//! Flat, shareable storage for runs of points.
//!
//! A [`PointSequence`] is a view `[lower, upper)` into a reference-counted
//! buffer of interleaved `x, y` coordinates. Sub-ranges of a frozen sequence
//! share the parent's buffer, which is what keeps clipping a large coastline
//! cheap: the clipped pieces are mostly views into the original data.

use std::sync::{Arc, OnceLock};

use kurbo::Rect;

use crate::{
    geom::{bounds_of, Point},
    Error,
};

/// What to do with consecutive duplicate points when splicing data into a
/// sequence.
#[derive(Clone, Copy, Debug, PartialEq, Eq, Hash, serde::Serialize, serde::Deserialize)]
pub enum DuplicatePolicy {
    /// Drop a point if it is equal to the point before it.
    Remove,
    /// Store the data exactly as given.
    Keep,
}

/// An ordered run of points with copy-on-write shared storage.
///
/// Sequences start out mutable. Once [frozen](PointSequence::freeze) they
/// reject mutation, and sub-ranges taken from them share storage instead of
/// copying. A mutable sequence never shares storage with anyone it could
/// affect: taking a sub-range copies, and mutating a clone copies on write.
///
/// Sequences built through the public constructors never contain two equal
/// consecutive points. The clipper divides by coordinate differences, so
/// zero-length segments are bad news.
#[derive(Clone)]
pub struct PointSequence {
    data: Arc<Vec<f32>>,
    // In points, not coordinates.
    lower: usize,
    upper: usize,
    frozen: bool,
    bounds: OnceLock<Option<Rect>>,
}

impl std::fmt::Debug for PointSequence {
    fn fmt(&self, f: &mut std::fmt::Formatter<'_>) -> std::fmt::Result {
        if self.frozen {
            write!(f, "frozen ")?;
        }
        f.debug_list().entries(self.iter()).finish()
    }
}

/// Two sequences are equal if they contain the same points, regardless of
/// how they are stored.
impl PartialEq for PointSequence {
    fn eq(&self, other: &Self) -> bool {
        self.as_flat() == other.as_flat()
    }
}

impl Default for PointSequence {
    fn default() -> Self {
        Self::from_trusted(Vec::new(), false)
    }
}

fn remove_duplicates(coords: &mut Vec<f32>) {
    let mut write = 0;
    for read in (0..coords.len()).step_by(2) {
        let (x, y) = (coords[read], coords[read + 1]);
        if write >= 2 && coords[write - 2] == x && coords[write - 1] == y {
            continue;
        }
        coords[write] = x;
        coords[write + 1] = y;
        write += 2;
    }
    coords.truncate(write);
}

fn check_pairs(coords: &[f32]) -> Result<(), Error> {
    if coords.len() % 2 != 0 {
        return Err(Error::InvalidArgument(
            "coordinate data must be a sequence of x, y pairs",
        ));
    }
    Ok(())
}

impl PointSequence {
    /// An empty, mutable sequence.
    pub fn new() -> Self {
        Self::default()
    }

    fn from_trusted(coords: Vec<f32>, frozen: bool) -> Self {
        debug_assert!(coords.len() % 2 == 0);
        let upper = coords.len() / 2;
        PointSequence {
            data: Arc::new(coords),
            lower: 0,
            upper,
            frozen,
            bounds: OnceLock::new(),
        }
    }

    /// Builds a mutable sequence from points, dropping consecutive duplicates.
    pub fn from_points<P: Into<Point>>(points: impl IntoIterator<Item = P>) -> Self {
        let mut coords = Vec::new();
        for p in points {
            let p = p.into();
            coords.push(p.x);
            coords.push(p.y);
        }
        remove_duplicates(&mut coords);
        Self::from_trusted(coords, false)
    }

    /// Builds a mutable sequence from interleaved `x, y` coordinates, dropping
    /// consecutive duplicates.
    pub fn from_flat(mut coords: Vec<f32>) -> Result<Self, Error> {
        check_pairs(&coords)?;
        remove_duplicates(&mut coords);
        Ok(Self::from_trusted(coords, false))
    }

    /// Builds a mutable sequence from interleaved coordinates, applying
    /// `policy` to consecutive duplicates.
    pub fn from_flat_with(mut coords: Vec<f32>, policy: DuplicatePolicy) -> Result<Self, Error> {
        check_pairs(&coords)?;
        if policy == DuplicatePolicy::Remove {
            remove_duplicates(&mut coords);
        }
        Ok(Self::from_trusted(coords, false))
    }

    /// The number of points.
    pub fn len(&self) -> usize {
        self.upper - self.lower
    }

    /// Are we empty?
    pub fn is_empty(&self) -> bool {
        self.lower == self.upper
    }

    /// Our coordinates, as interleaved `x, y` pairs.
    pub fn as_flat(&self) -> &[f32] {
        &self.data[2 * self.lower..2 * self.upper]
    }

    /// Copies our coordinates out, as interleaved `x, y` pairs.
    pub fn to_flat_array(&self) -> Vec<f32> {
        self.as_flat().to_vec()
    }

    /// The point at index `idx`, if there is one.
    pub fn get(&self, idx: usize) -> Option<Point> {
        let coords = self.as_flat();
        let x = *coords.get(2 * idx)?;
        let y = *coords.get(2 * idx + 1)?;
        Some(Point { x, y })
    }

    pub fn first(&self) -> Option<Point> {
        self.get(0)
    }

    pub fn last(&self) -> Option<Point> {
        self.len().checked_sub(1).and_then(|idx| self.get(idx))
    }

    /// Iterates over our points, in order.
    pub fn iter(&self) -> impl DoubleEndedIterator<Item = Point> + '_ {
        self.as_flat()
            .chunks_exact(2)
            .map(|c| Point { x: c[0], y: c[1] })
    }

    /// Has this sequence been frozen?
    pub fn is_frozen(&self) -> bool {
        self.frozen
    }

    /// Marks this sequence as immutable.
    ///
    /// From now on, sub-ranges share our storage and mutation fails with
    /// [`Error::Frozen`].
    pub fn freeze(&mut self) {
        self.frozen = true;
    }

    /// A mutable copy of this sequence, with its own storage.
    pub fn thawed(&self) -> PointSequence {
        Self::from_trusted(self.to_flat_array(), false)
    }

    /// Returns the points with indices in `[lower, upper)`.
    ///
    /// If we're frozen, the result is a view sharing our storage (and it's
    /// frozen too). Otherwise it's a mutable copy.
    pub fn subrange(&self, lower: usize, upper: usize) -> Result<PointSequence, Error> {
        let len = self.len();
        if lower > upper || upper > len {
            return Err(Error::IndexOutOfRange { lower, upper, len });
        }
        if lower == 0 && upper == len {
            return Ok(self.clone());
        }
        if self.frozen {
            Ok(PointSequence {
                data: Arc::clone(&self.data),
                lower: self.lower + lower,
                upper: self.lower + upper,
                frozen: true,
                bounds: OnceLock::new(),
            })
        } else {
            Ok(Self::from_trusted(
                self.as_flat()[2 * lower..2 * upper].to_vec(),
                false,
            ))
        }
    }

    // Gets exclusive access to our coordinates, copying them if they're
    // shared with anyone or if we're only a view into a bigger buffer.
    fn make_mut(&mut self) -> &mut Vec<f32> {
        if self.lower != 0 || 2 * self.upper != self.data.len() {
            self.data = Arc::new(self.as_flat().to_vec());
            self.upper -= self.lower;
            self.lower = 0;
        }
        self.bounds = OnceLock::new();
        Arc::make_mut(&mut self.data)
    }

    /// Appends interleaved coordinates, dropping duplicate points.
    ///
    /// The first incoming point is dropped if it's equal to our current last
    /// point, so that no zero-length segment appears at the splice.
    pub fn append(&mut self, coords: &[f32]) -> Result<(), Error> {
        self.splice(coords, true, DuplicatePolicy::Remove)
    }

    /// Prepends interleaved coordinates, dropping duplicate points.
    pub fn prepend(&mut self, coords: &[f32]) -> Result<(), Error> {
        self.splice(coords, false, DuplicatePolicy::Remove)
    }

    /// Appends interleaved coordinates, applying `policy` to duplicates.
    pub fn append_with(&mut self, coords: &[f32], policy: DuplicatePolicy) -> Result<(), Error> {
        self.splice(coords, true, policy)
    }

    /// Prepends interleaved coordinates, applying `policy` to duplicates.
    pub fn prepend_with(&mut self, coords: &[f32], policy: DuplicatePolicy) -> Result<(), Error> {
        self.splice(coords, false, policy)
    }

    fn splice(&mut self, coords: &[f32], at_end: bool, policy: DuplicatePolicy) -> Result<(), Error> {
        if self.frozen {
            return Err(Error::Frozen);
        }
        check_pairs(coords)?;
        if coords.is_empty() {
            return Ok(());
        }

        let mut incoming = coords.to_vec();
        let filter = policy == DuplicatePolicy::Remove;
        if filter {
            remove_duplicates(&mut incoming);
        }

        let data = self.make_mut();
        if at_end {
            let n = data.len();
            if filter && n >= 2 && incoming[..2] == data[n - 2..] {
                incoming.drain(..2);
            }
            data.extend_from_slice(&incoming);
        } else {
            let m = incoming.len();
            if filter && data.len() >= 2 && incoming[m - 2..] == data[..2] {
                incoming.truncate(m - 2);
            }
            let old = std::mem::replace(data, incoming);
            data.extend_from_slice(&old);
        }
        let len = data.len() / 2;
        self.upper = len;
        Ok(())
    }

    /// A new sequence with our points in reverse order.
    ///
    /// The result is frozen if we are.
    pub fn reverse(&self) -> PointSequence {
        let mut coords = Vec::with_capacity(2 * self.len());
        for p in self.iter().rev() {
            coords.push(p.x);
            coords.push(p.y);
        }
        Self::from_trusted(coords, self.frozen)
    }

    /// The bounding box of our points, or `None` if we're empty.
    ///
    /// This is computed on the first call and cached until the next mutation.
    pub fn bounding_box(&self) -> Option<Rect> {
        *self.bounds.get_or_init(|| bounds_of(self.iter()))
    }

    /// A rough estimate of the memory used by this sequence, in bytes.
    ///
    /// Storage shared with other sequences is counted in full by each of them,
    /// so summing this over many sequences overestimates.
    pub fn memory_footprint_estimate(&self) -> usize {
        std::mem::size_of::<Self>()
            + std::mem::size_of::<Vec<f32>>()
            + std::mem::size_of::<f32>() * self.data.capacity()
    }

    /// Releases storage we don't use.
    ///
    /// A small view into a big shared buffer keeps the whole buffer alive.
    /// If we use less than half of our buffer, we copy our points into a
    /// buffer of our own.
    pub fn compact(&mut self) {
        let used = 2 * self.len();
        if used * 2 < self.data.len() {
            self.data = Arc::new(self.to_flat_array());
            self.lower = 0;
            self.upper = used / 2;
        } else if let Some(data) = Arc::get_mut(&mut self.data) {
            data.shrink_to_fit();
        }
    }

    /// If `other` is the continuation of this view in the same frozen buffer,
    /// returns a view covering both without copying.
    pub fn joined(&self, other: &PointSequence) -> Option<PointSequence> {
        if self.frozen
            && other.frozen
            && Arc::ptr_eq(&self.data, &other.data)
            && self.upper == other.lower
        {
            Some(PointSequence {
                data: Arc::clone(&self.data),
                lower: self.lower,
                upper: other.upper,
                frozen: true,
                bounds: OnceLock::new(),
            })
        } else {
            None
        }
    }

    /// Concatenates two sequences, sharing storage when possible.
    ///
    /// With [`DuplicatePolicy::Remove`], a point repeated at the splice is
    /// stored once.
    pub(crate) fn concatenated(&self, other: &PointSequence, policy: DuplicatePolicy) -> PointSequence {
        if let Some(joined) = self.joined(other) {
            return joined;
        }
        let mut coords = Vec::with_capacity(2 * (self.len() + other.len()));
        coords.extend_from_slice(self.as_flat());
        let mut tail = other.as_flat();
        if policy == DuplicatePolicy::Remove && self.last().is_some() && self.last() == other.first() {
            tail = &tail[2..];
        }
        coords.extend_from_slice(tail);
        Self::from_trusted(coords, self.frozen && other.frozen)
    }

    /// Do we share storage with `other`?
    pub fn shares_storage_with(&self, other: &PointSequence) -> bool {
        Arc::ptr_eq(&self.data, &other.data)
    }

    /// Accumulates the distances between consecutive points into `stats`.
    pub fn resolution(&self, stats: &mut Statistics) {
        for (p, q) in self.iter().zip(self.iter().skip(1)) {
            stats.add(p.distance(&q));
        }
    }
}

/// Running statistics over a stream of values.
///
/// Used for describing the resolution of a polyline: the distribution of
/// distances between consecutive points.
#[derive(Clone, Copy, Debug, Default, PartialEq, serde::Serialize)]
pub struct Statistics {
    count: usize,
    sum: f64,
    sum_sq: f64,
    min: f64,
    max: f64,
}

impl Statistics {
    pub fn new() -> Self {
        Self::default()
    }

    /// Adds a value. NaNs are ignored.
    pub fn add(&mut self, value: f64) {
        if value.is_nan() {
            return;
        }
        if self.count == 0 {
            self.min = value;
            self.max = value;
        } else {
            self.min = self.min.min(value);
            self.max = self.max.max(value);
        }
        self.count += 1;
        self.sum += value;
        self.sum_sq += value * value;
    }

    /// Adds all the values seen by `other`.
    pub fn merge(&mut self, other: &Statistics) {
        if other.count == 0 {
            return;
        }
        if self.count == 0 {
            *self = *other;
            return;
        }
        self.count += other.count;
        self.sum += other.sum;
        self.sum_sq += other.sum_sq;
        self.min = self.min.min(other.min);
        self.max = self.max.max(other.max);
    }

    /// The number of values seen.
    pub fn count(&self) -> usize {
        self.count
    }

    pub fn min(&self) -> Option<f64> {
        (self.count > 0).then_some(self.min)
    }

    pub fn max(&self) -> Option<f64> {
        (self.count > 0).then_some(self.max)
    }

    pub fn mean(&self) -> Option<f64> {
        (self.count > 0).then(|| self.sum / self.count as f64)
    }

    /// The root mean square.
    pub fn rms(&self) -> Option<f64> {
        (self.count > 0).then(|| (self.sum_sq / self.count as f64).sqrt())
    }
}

#### Problem details
Scan the records above for the word "zero" and return every line where it occurs.

#### Answer space
/// zero-length segments are bad news.
    /// point, so that no zero-length segment appears at the splice.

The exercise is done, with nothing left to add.